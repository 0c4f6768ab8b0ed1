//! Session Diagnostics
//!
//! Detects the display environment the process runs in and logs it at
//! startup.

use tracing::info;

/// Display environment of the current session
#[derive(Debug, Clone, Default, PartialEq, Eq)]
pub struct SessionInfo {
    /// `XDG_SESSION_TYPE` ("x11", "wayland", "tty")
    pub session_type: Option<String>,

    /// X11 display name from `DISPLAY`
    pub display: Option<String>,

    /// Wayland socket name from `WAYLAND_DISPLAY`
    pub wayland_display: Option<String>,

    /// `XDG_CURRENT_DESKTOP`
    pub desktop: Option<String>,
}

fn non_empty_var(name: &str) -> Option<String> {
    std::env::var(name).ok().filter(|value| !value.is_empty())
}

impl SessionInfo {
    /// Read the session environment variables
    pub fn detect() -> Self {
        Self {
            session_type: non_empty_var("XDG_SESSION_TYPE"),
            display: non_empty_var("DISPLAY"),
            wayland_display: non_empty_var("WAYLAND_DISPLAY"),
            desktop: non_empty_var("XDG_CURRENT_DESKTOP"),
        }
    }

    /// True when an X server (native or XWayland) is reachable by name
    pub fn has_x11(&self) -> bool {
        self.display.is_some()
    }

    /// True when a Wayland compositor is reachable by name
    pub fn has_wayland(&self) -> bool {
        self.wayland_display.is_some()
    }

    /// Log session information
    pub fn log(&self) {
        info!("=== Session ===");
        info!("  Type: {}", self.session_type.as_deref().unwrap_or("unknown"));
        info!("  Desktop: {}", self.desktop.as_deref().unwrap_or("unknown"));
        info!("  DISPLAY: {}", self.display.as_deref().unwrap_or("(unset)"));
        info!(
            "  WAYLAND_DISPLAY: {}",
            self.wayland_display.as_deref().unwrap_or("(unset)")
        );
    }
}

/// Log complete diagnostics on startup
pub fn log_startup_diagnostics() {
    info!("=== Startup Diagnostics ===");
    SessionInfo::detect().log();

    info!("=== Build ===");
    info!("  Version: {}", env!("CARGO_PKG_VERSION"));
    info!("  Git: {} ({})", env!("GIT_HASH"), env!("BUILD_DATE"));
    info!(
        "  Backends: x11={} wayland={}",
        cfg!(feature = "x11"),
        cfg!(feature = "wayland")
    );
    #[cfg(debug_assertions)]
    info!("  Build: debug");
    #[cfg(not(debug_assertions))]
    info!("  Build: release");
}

...

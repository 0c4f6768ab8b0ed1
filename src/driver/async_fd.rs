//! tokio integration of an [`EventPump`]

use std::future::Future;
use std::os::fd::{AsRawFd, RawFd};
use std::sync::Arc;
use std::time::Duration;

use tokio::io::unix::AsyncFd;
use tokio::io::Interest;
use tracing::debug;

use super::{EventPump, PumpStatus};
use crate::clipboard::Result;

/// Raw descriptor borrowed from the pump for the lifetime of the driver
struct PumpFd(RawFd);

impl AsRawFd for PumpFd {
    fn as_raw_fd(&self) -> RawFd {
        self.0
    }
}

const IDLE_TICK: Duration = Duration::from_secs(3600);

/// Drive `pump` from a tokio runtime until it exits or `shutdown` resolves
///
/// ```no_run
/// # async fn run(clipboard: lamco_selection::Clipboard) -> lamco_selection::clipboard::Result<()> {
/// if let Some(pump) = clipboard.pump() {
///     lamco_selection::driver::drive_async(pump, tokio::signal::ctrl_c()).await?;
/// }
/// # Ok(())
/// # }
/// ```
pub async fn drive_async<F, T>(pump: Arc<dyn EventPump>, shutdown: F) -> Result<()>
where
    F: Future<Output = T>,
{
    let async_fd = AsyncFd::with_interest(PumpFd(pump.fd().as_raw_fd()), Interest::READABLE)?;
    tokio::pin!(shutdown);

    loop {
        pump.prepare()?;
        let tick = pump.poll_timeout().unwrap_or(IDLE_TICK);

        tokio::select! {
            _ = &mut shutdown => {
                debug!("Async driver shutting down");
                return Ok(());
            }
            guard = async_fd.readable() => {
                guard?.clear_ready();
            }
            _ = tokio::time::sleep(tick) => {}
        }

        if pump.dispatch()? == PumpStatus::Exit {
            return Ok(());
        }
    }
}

### [WHAT YOU SHOULD DO]
Looking at the data above, show all lines where the word "shutdown" occurs.

### [EXERCISE OUTPUT]
/// Drive `pump` from a tokio runtime until it exits or `shutdown` resolves
pub async fn drive_async<F, T>(pump: Arc<dyn EventPump>, shutdown: F) -> Result<()>
    tokio::pin!(shutdown);
            _ = &mut shutdown => {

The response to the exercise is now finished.